Brian Aldiss' 1994 novel
Somewhere East of Life is a strange and terrifying book, and its images still haunt me. My notes (I've kept a log of my reading since 1990) tell me I finished it in 2000. I recently added Mr. Aldiss'
Forgotten Life (1988) to my pile, I suppose I'll have to tackle that next. But this is not about his excellent work, but rather that of another writer, an American named
Nathanael West. In the 1930s he wrote two short novels,
Miss Lonelyhearts and
The Day of the Locust, that were ultimately made into Hollywood movies. I salvaged a
Nathanael West anthology from a discard pile (he published only two other short novels) and powered my way through both dark and twisted stories. I suppose they aren't stories so much as plots. Weird guy hangs around other weird people who all go crazy and shit happens and it's all fucked up at the end.
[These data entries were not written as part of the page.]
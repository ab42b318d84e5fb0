//! Error types for the engine binary.

/// Top-level error for the engine binary.
///
/// Each variant wraps a specific subsystem error so `main` can propagate
/// with `?`.
#[derive(Debug, thiserror::Error)]
pub enum EngineError {
    /// Configuration loading failed.
    #[error("config error: {source}")]
    Config {
        /// The underlying config error.
        #[from]
        source: gitswarm_core::config::ConfigError,
    },

    /// Neither the command line, the config file nor the environment named
    /// a work directory.
    #[error("missing work directory: pass it as an argument or set GITSWARM_WORK_DIR")]
    MissingWorkDir,

    /// The work directory is invalid.
    #[error("work directory error: {source}")]
    WorkDir {
        /// The underlying work directory error.
        #[from]
        source: gitswarm_core::workdir::WorkDirError,
    },

    /// The event log could not be opened.
    #[error("event source error: {source}")]
    Source {
        /// The underlying source error.
        #[from]
        source: gitswarm_core::source::SourceError,
    },

    /// Simulation runner failed.
    #[error("runner error: {source}")]
    Runner {
        /// The underlying runner error.
        #[from]
        source: gitswarm_core::runner::RunnerError,
    },

    /// Observer server failed to start.
    #[error("observer error: {source}")]
    Observer {
        /// The underlying server error.
        #[from]
        source: gitswarm_observer::ServerError,
    },
}
//! Pulling cells apart.
//!
//! A pull on `origin` in `direction` looks at the neighbour one step in
//! that direction and at the cell one step the other way:
//!
//! - neighbour present, far side free: both cells move `strength` apart
//!   and the cells between them are filled with interpolation frames;
//! - neighbour present, far side occupied: nothing happens;
//! - no neighbour: the origin cell slides `strength` away from
//!   `direction` if that spot is free.
//!
//! Every target position is clamped to the grid.

use motif_core::{Axis, Direction, GridGeneration, GridPos, Sequence};
use motif_grid::{GridBounds, GridStore};
use motif_service::{quantize_or_original, SequenceService, ServiceError, ServiceRequest};

use crate::config::SessionConfig;
use crate::job::{is_stale, Begin, EditOutcome};

/// Moves cells apart and interpolates the gap.
#[derive(Clone, Debug)]
pub struct PullOperator {
    strength: u32,
    steps_per_quarter: u32,
}

impl PullOperator {
    /// Operator using the default strength and resolution in `config`.
    pub fn from_config(config: &SessionConfig) -> Self {
        Self {
            strength: config.pull_strength,
            steps_per_quarter: config.steps_per_quarter,
        }
    }

    /// Default distance each end moves.
    pub fn strength(&self) -> u32 {
        self.strength
    }

    /// Run the synchronous part of a pull.
    ///
    /// `sequence` is the caller's view of the origin's sequence and is
    /// what the origin carries after a two-cell pull. `strength`
    /// overrides the default when given and non-zero.
    pub fn begin(
        &self,
        grid: &mut GridStore,
        service: &dyn SequenceService,
        origin: GridPos,
        direction: Direction,
        sequence: Option<Sequence>,
        strength: Option<u32>,
    ) -> Begin<PullJob> {
        let strength = strength.filter(|&s| s > 0).unwrap_or(self.strength);
        let distance = i32::try_from(strength).unwrap_or(i32::MAX);
        let neighbour_pos = origin.step(direction, 1);
        let blocking_pos = origin.step(direction.opposite(), 1);
        let neighbour_seq = grid
            .get_square_at_position(neighbour_pos)
            .map(|c| c.sequence.clone());

        match neighbour_seq {
            Some(neighbour_seq) if !grid.is_occupied(blocking_pos) => self.spread(
                grid,
                service,
                origin,
                direction,
                distance,
                sequence,
                neighbour_seq,
            ),
            Some(_) => {
                tracing::debug!(%origin, %direction, "no space to pull apart");
                Begin::Done(EditOutcome::NoOp {
                    reason: "no space behind the pulled cell",
                })
            }
            None => Begin::Done(slide(grid, origin, direction, distance)),
        }
    }

    #[allow(clippy::too_many_arguments)]
    fn spread(
        &self,
        grid: &mut GridStore,
        service: &dyn SequenceService,
        origin: GridPos,
        direction: Direction,
        distance: i32,
        sequence: Option<Sequence>,
        neighbour_seq: Option<Sequence>,
    ) -> Begin<PullJob> {
        if !grid.is_occupied(origin) {
            tracing::warn!(%origin, "source cell not found, cannot pull");
            return Begin::Done(EditOutcome::NoOp {
                reason: "source cell not found",
            });
        }
        let (Some(origin_seq), Some(neighbour_seq)) = (sequence, neighbour_seq) else {
            return Begin::Done(EditOutcome::NoOp {
                reason: "both cells need a sequence",
            });
        };

        let bounds = grid.bounds();
        let neighbour_pos = origin.step(direction, 1);
        grid.remove_squares(&[origin, neighbour_pos]);

        let new_origin = bounds.clamp(origin.step(direction.opposite(), distance));
        let new_neighbour = bounds.clamp(neighbour_pos.step(direction, distance));
        let _ = grid.place_square(new_origin, Some(origin_seq.clone()), false);
        let _ = grid.place_square(new_neighbour, Some(neighbour_seq.clone()), false);

        let gap = gap_positions(bounds, origin, direction.axis(), new_origin, new_neighbour);
        tracing::debug!(%origin, %direction, %new_origin, %new_neighbour, gap = gap.len(), "pulled apart");
        if gap.is_empty() {
            return Begin::Done(EditOutcome::Applied);
        }
        for &pos in &gap {
            let _ = grid.place_square(pos, None, true);
        }

        let origin_q = quantize_or_original(service, &origin_seq, self.steps_per_quarter);
        let neighbour_q = quantize_or_original(service, &neighbour_seq, self.steps_per_quarter);
        let origin_first = match direction.axis() {
            Axis::Horizontal => new_origin.x < new_neighbour.x,
            Axis::Vertical => new_origin.y < new_neighbour.y,
        };
        let endpoints = if origin_first {
            [origin_q, neighbour_q]
        } else {
            [neighbour_q, origin_q]
        };

        Begin::Pending(PullJob {
            gap,
            endpoints,
            generation: grid.generation(),
        })
    }
}

/// Slide a lone cell `distance` away from `direction`, if the clamped
/// target differs from `origin` and is free.
fn slide(grid: &mut GridStore, origin: GridPos, direction: Direction, distance: i32) -> EditOutcome {
    let Some(sequence) = grid.get_square_at_position(origin).map(|c| c.sequence.clone()) else {
        return EditOutcome::NoOp {
            reason: "source cell not found",
        };
    };
    let target = grid.bounds().clamp(origin.step(direction.opposite(), distance));
    if target == origin || grid.is_occupied(target) {
        return EditOutcome::NoOp {
            reason: "no free target position",
        };
    }
    grid.remove_square(origin);
    let _ = grid.place_square(target, sequence, false);
    tracing::debug!(%origin, %target, "slid cell");
    EditOutcome::Applied
}

/// Positions strictly between `a` and `b` along `axis`, in ascending
/// order. The cross-axis coordinate is taken from `origin`.
fn gap_positions(bounds: GridBounds, origin: GridPos, axis: Axis, a: GridPos, b: GridPos) -> Vec<GridPos> {
    let positions: Vec<GridPos> = match axis {
        Axis::Horizontal => (a.x.min(b.x) + 1..a.x.max(b.x))
            .map(|x| GridPos::new(x, origin.y))
            .collect(),
        Axis::Vertical => (a.y.min(b.y) + 1..a.y.max(b.y))
            .map(|y| GridPos::new(origin.x, y))
            .collect(),
    };
    debug_assert!(positions.iter().all(|&p| bounds.contains(p)));
    positions
}

/// A pull waiting for its interpolation frames.
#[derive(Debug)]
pub struct PullJob {
    gap: Vec<GridPos>,
    endpoints: [Sequence; 2],
    generation: GridGeneration,
}

impl PullJob {
    /// Placeholder positions, in ascending order along the pull axis.
    pub fn gap(&self) -> &[GridPos] {
        &self.gap
    }

    /// Interpolation ends, spatially first then last.
    pub fn endpoints(&self) -> &[Sequence; 2] {
        &self.endpoints
    }

    /// The grid generation the job was started against.
    pub fn generation(&self) -> GridGeneration {
        self.generation
    }

    /// `interpolate(endpoints, gap + 2)`.
    pub fn request(&self) -> ServiceRequest {
        ServiceRequest::Interpolate {
            endpoints: Box::new(self.endpoints.clone()),
            count: self.gap.len() + 2,
        }
    }

    /// Write frames `1..=gap` into the placeholders. Placeholders without
    /// a frame stay pending.
    pub fn complete(self, grid: &mut GridStore, reply: Result<Vec<Sequence>, ServiceError>) -> EditOutcome {
        if is_stale(grid, self.generation, "pull") {
            return EditOutcome::Discarded;
        }
        let frames = match reply {
            Ok(frames) => frames,
            Err(err) => {
                tracing::warn!("error generating interpolated sequences: {err}");
                return EditOutcome::Degraded {
                    reason: err.to_string(),
                };
            }
        };
        let mut filled = 0;
        for (i, &pos) in self.gap.iter().enumerate() {
            if let Some(frame) = frames.get(i + 1) {
                if grid.update_square(pos, Some(frame.clone()), false).is_ok() {
                    filled += 1;
                }
            }
        }
        if filled == self.gap.len() {
            EditOutcome::Applied
        } else {
            let reason = ServiceError::InvalidResponse {
                expected: self.gap.len() + 2,
                got: frames.len(),
            };
            tracing::warn!(filled, pending = self.gap.len() - filled, "{reason}");
            EditOutcome::Degraded {
                reason: reason.to_string(),
            }
        }
    }
}
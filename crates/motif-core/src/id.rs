//! Strongly-typed identifiers and the [`GridPos`] coordinate.

use serde::{Deserialize, Serialize};
use std::fmt;

use crate::direction::Direction;

/// An integer cell coordinate on the grid.
///
/// `x` is the column and `y` the row, both zero-based. Positions are
/// signed so that offsets computed during a pull may step outside the
/// grid before being clamped back by the grid bounds.
///
/// # Examples
///
/// ```
/// use motif_core::{Direction, GridPos};
///
/// let p = GridPos::new(5, 3);
/// assert_eq!(p.step(Direction::Left, 2), GridPos::new(3, 3));
/// assert_eq!(p.cell_id(), "3-5");
/// ```
#[derive(Clone, Copy, Debug, PartialEq, Eq, Hash, PartialOrd, Ord, Serialize, Deserialize)]
pub struct GridPos {
    /// Column index.
    pub x: i32,
    /// Row index.
    pub y: i32,
}

impl GridPos {
    /// Create a position from a column and a row.
    pub const fn new(x: i32, y: i32) -> Self {
        Self { x, y }
    }

    /// The position `distance` cells away in `direction`, saturating at
    /// the `i32` range.
    pub fn step(self, direction: Direction, distance: i32) -> Self {
        let (dx, dy) = direction.delta();
        Self {
            x: self.x.saturating_add(dx.saturating_mul(distance)),
            y: self.y.saturating_add(dy.saturating_mul(distance)),
        }
    }

    /// The persisted cell id, formatted as `"<y>-<x>"`.
    pub fn cell_id(self) -> String {
        format!("{}-{}", self.y, self.x)
    }
}

impl fmt::Display for GridPos {
    fn fmt(&self, f: &mut fmt::Formatter<'_>) -> fmt::Result {
        write!(f, "({}, {})", self.x, self.y)
    }
}

impl From<(i32, i32)> for GridPos {
    fn from((x, y): (i32, i32)) -> Self {
        Self { x, y }
    }
}

/// Tracks whole-board replacements of a grid.
///
/// Advanced every time the grid is cleared or restored from a snapshot.
/// Pending service requests remember the generation they were issued
/// against; a reply that arrives after the generation moved on is stale
/// and must not be written into the grid.
#[derive(Clone, Copy, Debug, Default, PartialEq, Eq, Hash, PartialOrd, Ord)]
pub struct GridGeneration(pub u64);

impl GridGeneration {
    /// The generation that follows this one.
    pub fn next(self) -> Self {
        Self(self.0 + 1)
    }
}

impl fmt::Display for GridGeneration {
    fn fmt(&self, f: &mut fmt::Formatter<'_>) -> fmt::Result {
        write!(f, "{}", self.0)
    }
}

impl From<u64> for GridGeneration {
    fn from(v: u64) -> Self {
        Self(v)
    }
}

/// Identifies one request sent to the sequence service worker.
///
/// Allocated sequentially by the worker handle; replies carry the id of
/// the request they answer.
#[derive(Clone, Copy, Debug, PartialEq, Eq, Hash, PartialOrd, Ord)]
pub struct RequestId(pub u64);

impl fmt::Display for RequestId {
    fn fmt(&self, f: &mut fmt::Formatter<'_>) -> fmt::Result {
        write!(f, "{}", self.0)
    }
}

impl From<u64> for RequestId {
    fn from(v: u64) -> Self {
        Self(v)
    }
}

#[cfg(test)]
mod tests {
    use super::*;

    #[test]
    fn step_moves_along_each_direction() {
        let p = GridPos::new(5, 3);
        assert_eq!(p.step(Direction::Left, 3), GridPos::new(2, 3));
        assert_eq!(p.step(Direction::Right, 3), GridPos::new(8, 3));
        assert_eq!(p.step(Direction::Up, 3), GridPos::new(5, 0));
        assert_eq!(p.step(Direction::Down, 3), GridPos::new(5, 6));
    }

    #[test]
    fn step_saturates_instead_of_overflowing() {
        let p = GridPos::new(5, 3);
        assert_eq!(p.step(Direction::Right, i32::MAX), GridPos::new(i32::MAX, 3));
        assert_eq!(p.step(Direction::Up, i32::MAX), GridPos::new(5, i32::MIN + 3));
        assert_eq!(
            GridPos::new(i32::MIN, 0).step(Direction::Left, i32::MAX),
            GridPos::new(i32::MIN, 0)
        );
    }

    #[test]
    fn cell_id_is_row_then_column() {
        assert_eq!(GridPos::new(10, 0).cell_id(), "0-10");
    }

    #[test]
    fn generation_next_is_monotonic() {
        let g = GridGeneration::default();
        assert_eq!(g, GridGeneration(0));
        assert!(g.next() > g);
    }
}
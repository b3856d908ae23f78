//! Error types for the sequence service and its worker.

use motif_core::SequenceError;
use std::error::Error;
use std::fmt;

/// A failure reported by a [`SequenceService`](crate::SequenceService).
#[derive(Clone, Debug, PartialEq)]
pub enum ServiceError {
    /// Quantization failed.
    Quantization(SequenceError),
    /// The model failed to produce sequences.
    Generation {
        /// Description from the model.
        reason: String,
    },
    /// The model is not loaded or cannot be reached.
    Unavailable {
        /// Why the model is unavailable.
        reason: String,
    },
    /// The model answered with the wrong number of sequences.
    InvalidResponse {
        /// How many sequences were requested.
        expected: usize,
        /// How many came back.
        got: usize,
    },
}

impl fmt::Display for ServiceError {
    fn fmt(&self, f: &mut fmt::Formatter<'_>) -> fmt::Result {
        match self {
            Self::Quantization(e) => write!(f, "quantization failed: {e}"),
            Self::Generation { reason } => write!(f, "generation failed: {reason}"),
            Self::Unavailable { reason } => write!(f, "sequence service unavailable: {reason}"),
            Self::InvalidResponse { expected, got } => {
                write!(f, "expected {expected} sequences, service returned {got}")
            }
        }
    }
}

impl Error for ServiceError {
    fn source(&self) -> Option<&(dyn Error + 'static)> {
        match self {
            Self::Quantization(e) => Some(e),
            _ => None,
        }
    }
}

impl From<SequenceError> for ServiceError {
    fn from(e: SequenceError) -> Self {
        Self::Quantization(e)
    }
}

/// Error handing a request to the worker thread.
#[derive(Debug, PartialEq, Eq)]
pub enum SubmitError {
    /// The worker thread has shut down.
    Shutdown,
    /// The request channel is full (back-pressure).
    ChannelFull,
}

impl fmt::Display for SubmitError {
    fn fmt(&self, f: &mut fmt::Formatter<'_>) -> fmt::Result {
        match self {
            Self::Shutdown => write!(f, "service worker has shut down"),
            Self::ChannelFull => write!(f, "service request channel full"),
        }
    }
}

impl Error for SubmitError {}

/// Error waiting for a worker reply.
#[derive(Debug, PartialEq, Eq)]
pub enum ReplyError {
    /// No reply arrived within the allotted time.
    Timeout,
    /// The worker thread has shut down.
    Shutdown,
}

impl fmt::Display for ReplyError {
    fn fmt(&self, f: &mut fmt::Formatter<'_>) -> fmt::Result {
        match self {
            Self::Timeout => write!(f, "timed out waiting for service reply"),
            Self::Shutdown => write!(f, "service worker has shut down"),
        }
    }
}

impl Error for ReplyError {}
I don't mean that as a criticism, just an observation. You read these stories because these crazy people are all real and recognizable. They lie beneath our surfaces, lurking, ready to burst out when the veil of middle class respectability finally splits from the tension of accumulated injustices. None of us like to believe we have the savage beast within our breasts, but Mr. West says emphatically that we do, and we'd be fools not to accept that fact. Mostly the two tales are about the failed American Dream. Everywhere West looked he saw phonies, hucksters, con artists, bullshitters, and storytellers. And he saw the Great Depression, which shattered a lot of dreams and surely influenced a generation of writers and artists.
He died in a car accident three years short of forty.